But complete systems don't account for the biggest portion of all disk-related spending. In a trend we saw developing all the way back in the spring of 2007, storage managers continue to earmark the largest percentage of their disk budget (36%) to buying disks to add to already installed systems. Four years ago, FC arrays won this race hands down with a 59% share, but today that number has dwindled to 17%, just a couple of points higher than new NAS systems (15%) and new multiprotocol arrays (13%).
As for who storage managers are buying their arrays from, EMC Corp. is still king of the hill with 31% of respondents noting they've bought an array from EMC or intend to buy one before the year is out. Second-place Hewlett-Packard Co., with 29%, has certainly narrowed the gap (which has been as high as 11 points on past surveys). IBM, Dell Inc., NetApp and Hitachi Data Systems round out the rest of the top six choices.
Solid interest in solid state
It's expensive, its reliability might be suspect and it's too soon to tell if solid-state storage can make it in enterprise environments, but the technology is really, really hot.

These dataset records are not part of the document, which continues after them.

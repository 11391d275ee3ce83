//! Fan control engine: curve evaluation, profile demand, wall binding.

pub mod curve;
pub mod profile;
pub mod wall;

pub use curve::{eval, CurvePreset};
pub use profile::{demand, migrate_sensor_reference, SensorLookup};
pub use wall::{apply_target_to_triple, binding_for_wall, profile_mode_target, WallBinding, WallRows};
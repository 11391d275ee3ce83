//! Fan curve evaluation.
//!
//! A curve is a pure piecewise-linear map from temperature to fan
//! percent: no hysteresis, smoothing, delay, or ramp limiting is carried
//! between calls. Anything stateful about how fast a wall approaches a
//! target lives in the scheduler's tick cadence, not here.

use crate::data::CurvePoint;

/// Evaluates a curve at temperature `t`.
///
/// - `t <= x0` returns `y0`; `t >= x_last` returns `y_last`.
/// - Otherwise linearly interpolates between the bracketing points,
///   rounded to 0.1.
///
/// Assumes `points` already satisfies the curve invariants (>=2 points,
/// strictly increasing x, y in [0,100]); call
/// [`crate::data::validate_curve_points`] before trusting caller input.
pub fn eval(points: &[CurvePoint], t: f32) -> f32 {
    debug_assert!(points.len() >= 2, "curve must have at least two points");

    let first = points.first().expect("validated curve is non-empty");
    if t <= first.temperature {
        return first.fan_percent;
    }
    let last = points.last().expect("validated curve is non-empty");
    if t >= last.temperature {
        return last.fan_percent;
    }

    for window in points.windows(2) {
        let (lo, hi) = (window[0], window[1]);
        if t >= lo.temperature && t <= hi.temperature {
            let span = hi.temperature - lo.temperature;
            let frac = (t - lo.temperature) / span;
            let raw = lo.fan_percent + (hi.fan_percent - lo.fan_percent) * frac;
            return round_to_tenth(raw);
        }
    }
    // Points are validated to be strictly increasing and t falls inside
    // [first, last), so the loop above always returns.
    last.fan_percent
}

fn round_to_tenth(v: f32) -> f32 {
    (v * 10.0).round() / 10.0
}

/// Named starting-point curves offered when creating a new curve. These
/// are convenience seeds for a points list; they carry no runtime
/// behavior beyond supplying initial points.
#[derive(Debug, Clone, Copy, PartialEq, Eq)]
pub enum CurvePreset {
    Quiet,
    Balanced,
    Performance,
}

impl CurvePreset {
    pub fn points(&self) -> Vec<CurvePoint> {
        match self {
            CurvePreset::Quiet => vec![
                CurvePoint::new(30.0, 20.0),
                CurvePoint::new(50.0, 30.0),
                CurvePoint::new(70.0, 50.0),
                CurvePoint::new(85.0, 75.0),
            ],
            CurvePreset::Balanced => vec![
                CurvePoint::new(30.0, 30.0),
                CurvePoint::new(50.0, 50.0),
                CurvePoint::new(70.0, 80.0),
                CurvePoint::new(85.0, 100.0),
            ],
            CurvePreset::Performance => vec![
                CurvePoint::new(30.0, 50.0),
                CurvePoint::new(45.0, 70.0),
                CurvePoint::new(60.0, 90.0),
                CurvePoint::new(75.0, 100.0),
            ],
        }
    }
}

#[cfg(test)]
mod tests {
    use super::*;

    fn s1_curve() -> Vec<CurvePoint> {
        vec![CurvePoint::new(30.0, 50.0), CurvePoint::new(80.0, 100.0)]
    }

    #[test]
    fn s1_linear_eval() {
        let curve = s1_curve();
        assert_eq!(eval(&curve, 25.0), 50.0);
        assert_eq!(eval(&curve, 30.0), 50.0);
        assert_eq!(eval(&curve, 55.0), 75.0);
        assert_eq!(eval(&curve, 80.0), 100.0);
        assert_eq!(eval(&curve, 95.0), 100.0);
    }

    #[test]
    fn agrees_at_every_breakpoint() {
        let curve = vec![
            CurvePoint::new(20.0, 10.0),
            CurvePoint::new(40.0, 35.0),
            CurvePoint::new(60.0, 60.0),
            CurvePoint::new(90.0, 100.0),
        ];
        for p in &curve {
            assert_eq!(eval(&curve, p.temperature), p.fan_percent);
        }
    }

    #[test]
    fn monotonic_curve_is_monotonic_in_output() {
        let curve = vec![
            CurvePoint::new(20.0, 10.0),
            CurvePoint::new(40.0, 35.0),
            CurvePoint::new(60.0, 60.0),
            CurvePoint::new(90.0, 100.0),
        ];
        let mut prev = eval(&curve, 0.0);
        let mut t = 0.0;
        while t <= 100.0 {
            let v = eval(&curve, t);
            assert!(v >= prev);
            prev = v;
            t += 0.5;
        }
    }

    #[test]
    fn presets_are_well_formed() {
        for preset in [CurvePreset::Quiet, CurvePreset::Balanced, CurvePreset::Performance] {
            let points = preset.points();
            assert!(points.len() >= 2);
            assert!(crate::data::validate_curve_points(&points).is_ok());
        }
    }
}
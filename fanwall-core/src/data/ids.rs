//! Stable 128-bit-looking ids for profiles, curves, and drive monitors.
//!
//! Renames change `name` only; these ids are the join keys and survive
//! restarts.

use std::time::{SystemTime, UNIX_EPOCH};

/// Checks the `xxxxxxxx-xxxx-xxxx-xxxx-xxxxxxxxxxxx` shape used by the
/// persisted documents, without depending on a UUID parsing crate.
pub fn is_valid_id(s: &str) -> bool {
    let parts: Vec<&str> = s.split('-').collect();
    if parts.len() != 5 {
        return false;
    }
    let expected_lens = [8, 4, 4, 4, 12];
    parts
        .iter()
        .zip(expected_lens.iter())
        .all(|(part, &len)| part.len() == len && part.chars().all(|c| c.is_ascii_hexdigit()))
}

/// Generates a UUID-v4-shaped id for a new profile, curve, or drive
/// monitor.
pub fn generate_id() -> String {
    let timestamp = SystemTime::now()
        .duration_since(UNIX_EPOCH)
        .map(|d| d.as_nanos())
        .unwrap_or(0);
    let rand_part = timestamp ^ (timestamp >> 32);
    let rand2 = timestamp.wrapping_mul(0x5851F42D4C957F2D);
    format!(
        "{:08x}-{:04x}-4{:03x}-{:04x}-{:012x}",
        (rand_part & 0xFFFF_FFFF) as u32,
        ((rand_part >> 32) & 0xFFFF) as u16,
        ((rand2 >> 48) & 0x0FFF) as u16,
        (0x8000 | ((rand2 >> 32) & 0x3FFF)) as u16,
        (rand2 & 0xFFFF_FFFF_FFFF) as u64
    )
}

#[cfg(test)]
mod tests {
    use super::*;

    #[test]
    fn generated_ids_are_valid() {
        assert!(is_valid_id(&generate_id()));
    }

    #[test]
    fn rejects_legacy_display_name_keys() {
        assert!(!is_valid_id("Drive Temperature Monitor"));
    }
}
//! Drive temperature aggregation (C3).

use crate::data::{AggregationMode, DriveMonitor};
use crate::drives::registry::DriveRegistry;

/// Each tick, reads the current °C of every selected drive that still
/// exists in the registry and has °C > 0. Publishes the aggregate, or
/// `None` ("unavailable") if the resulting set is empty.
///
/// `set_drives` (replacing `selected_drive_hashes`) followed by a second
/// identical `set_drives` is idempotent: this function does not mutate
/// `monitor`, and callers that only change membership without a read in
/// between leave `last_updated` untouched.
pub fn compute(monitor: &DriveMonitor, registry: &DriveRegistry) -> Option<f32> {
    let temps: Vec<f32> = monitor
        .selected_drive_hashes
        .iter()
        .filter_map(|&hash| registry.get(hash))
        .filter_map(|drive| drive.temp_celsius)
        .filter(|&t| t > 0.0)
        .collect();

    if temps.is_empty() {
        return None;
    }

    let value = match monitor.aggregation_mode {
        AggregationMode::Average => {
            let sum: f32 = temps.iter().sum();
            round_to_tenth(sum / temps.len() as f32)
        }
        AggregationMode::Maximum => temps.into_iter().fold(f32::MIN, f32::max),
    };
    Some(value)
}

fn round_to_tenth(v: f32) -> f32 {
    (v * 10.0).round() / 10.0
}

/// Creating a monitor for a curve that already has one replaces the
/// prior monitor (removal then insert) since binding is 1:1 with a
/// curve.
pub fn bind_to_curve(
    monitors: &mut std::collections::HashMap<String, DriveMonitor>,
    monitor: DriveMonitor,
) {
    monitors.insert(monitor.curve_id.clone(), monitor);
}

#[cfg(test)]
mod tests {
    use super::*;
    use crate::drives::registry::DriveRecord;
    use std::collections::HashMap;

    fn registry_with(temps: &[(u64, Option<f32>)]) -> DriveRegistry {
        let mut registry = DriveRegistry::new();
        let mut drives = HashMap::new();
        for (hash, temp) in temps {
            drives.insert(
                *hash,
                DriveRecord {
                    model: "Model".to_string(),
                    serial: "S".to_string(),
                    firmware: "F".to_string(),
                    capacity_bytes: 0,
                    rotation_rpm: None,
                    power_on_hours: None,
                    power_cycle_count: None,
                    temp_celsius: *temp,
                },
            );
        }
        registry.replace_all(drives);
        registry
    }

    fn monitor(mode: AggregationMode, hashes: Vec<u64>) -> DriveMonitor {
        DriveMonitor {
            name: "M".to_string(),
            aggregation_mode: mode,
            curve_id: "curve-1".to_string(),
            selected_drive_hashes: hashes,
            enabled: true,
            min_temp: None,
            max_temp: None,
            last_updated: None,
        }
    }

    #[test]
    fn s3_average_skips_missing() {
        let registry = registry_with(&[(1, Some(40.0)), (2, Some(50.0)), (3, None)]);
        let m = monitor(AggregationMode::Average, vec![1, 2, 3]);
        assert_eq!(compute(&m, &registry), Some(45.0));
    }

    #[test]
    fn s3_maximum() {
        let registry = registry_with(&[(1, Some(40.0)), (2, Some(50.0)), (3, None)]);
        let m = monitor(AggregationMode::Maximum, vec![1, 2, 3]);
        assert_eq!(compute(&m, &registry), Some(50.0));
    }

    #[test]
    fn empty_selection_is_unavailable() {
        let registry = registry_with(&[]);
        let m = monitor(AggregationMode::Average, vec![99]);
        assert_eq!(compute(&m, &registry), None);
    }

    #[test]
    fn zero_temperature_drives_are_excluded() {
        let registry = registry_with(&[(1, Some(0.0)), (2, Some(30.0))]);
        let m = monitor(AggregationMode::Average, vec![1, 2]);
        assert_eq!(compute(&m, &registry), Some(30.0));
    }

    #[test]
    fn bind_replaces_prior_monitor_for_same_curve() {
        let mut monitors = HashMap::new();
        bind_to_curve(&mut monitors, monitor(AggregationMode::Average, vec![1]));
        bind_to_curve(&mut monitors, monitor(AggregationMode::Maximum, vec![2]));
        assert_eq!(monitors.len(), 1);
        assert_eq!(monitors["curve-1"].aggregation_mode, AggregationMode::Maximum);
    }
}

Fifteen percent of respondents are using solid-state storage -- almost double the number reported one year ago. Add to that another 9% who are implementing solid state this year (triple the fall 2009 number) and the 32% who are evaluating it, and you have some pretty impressive numbers for a fledgling technology. Last year, 54% had no plans related to solid-state storage, but that figure dipped to 45% this time.
So far, the most popular place to put solid-state drives (SSDs) is in traditional arrays (61%); that's not much of a surprise as practically every disk system vendor currently offers an SSD option, and a growing number of vendors -- including Fujitsu, Intel Corp., Pliant Technology Inc., STEC Inc., Seagate and Toshiba among others -- make solid-state storage in standard disk formats like SATA and SAS. Approximately 44% of those questioned use SSDs in their servers, while 26% have implemented solid state in the form of caching appliances that sit in front of hard disk systems.
However, price is still a deterrent for plenty of storage managers and it's the top reason (57%) for not implementing solid-state storage. Thirty-seven percent of respondents passed on solid-state drives because their hard disk performance is sufficient, while 31% feel they just need to learn more about solid-state storage before making a purchase.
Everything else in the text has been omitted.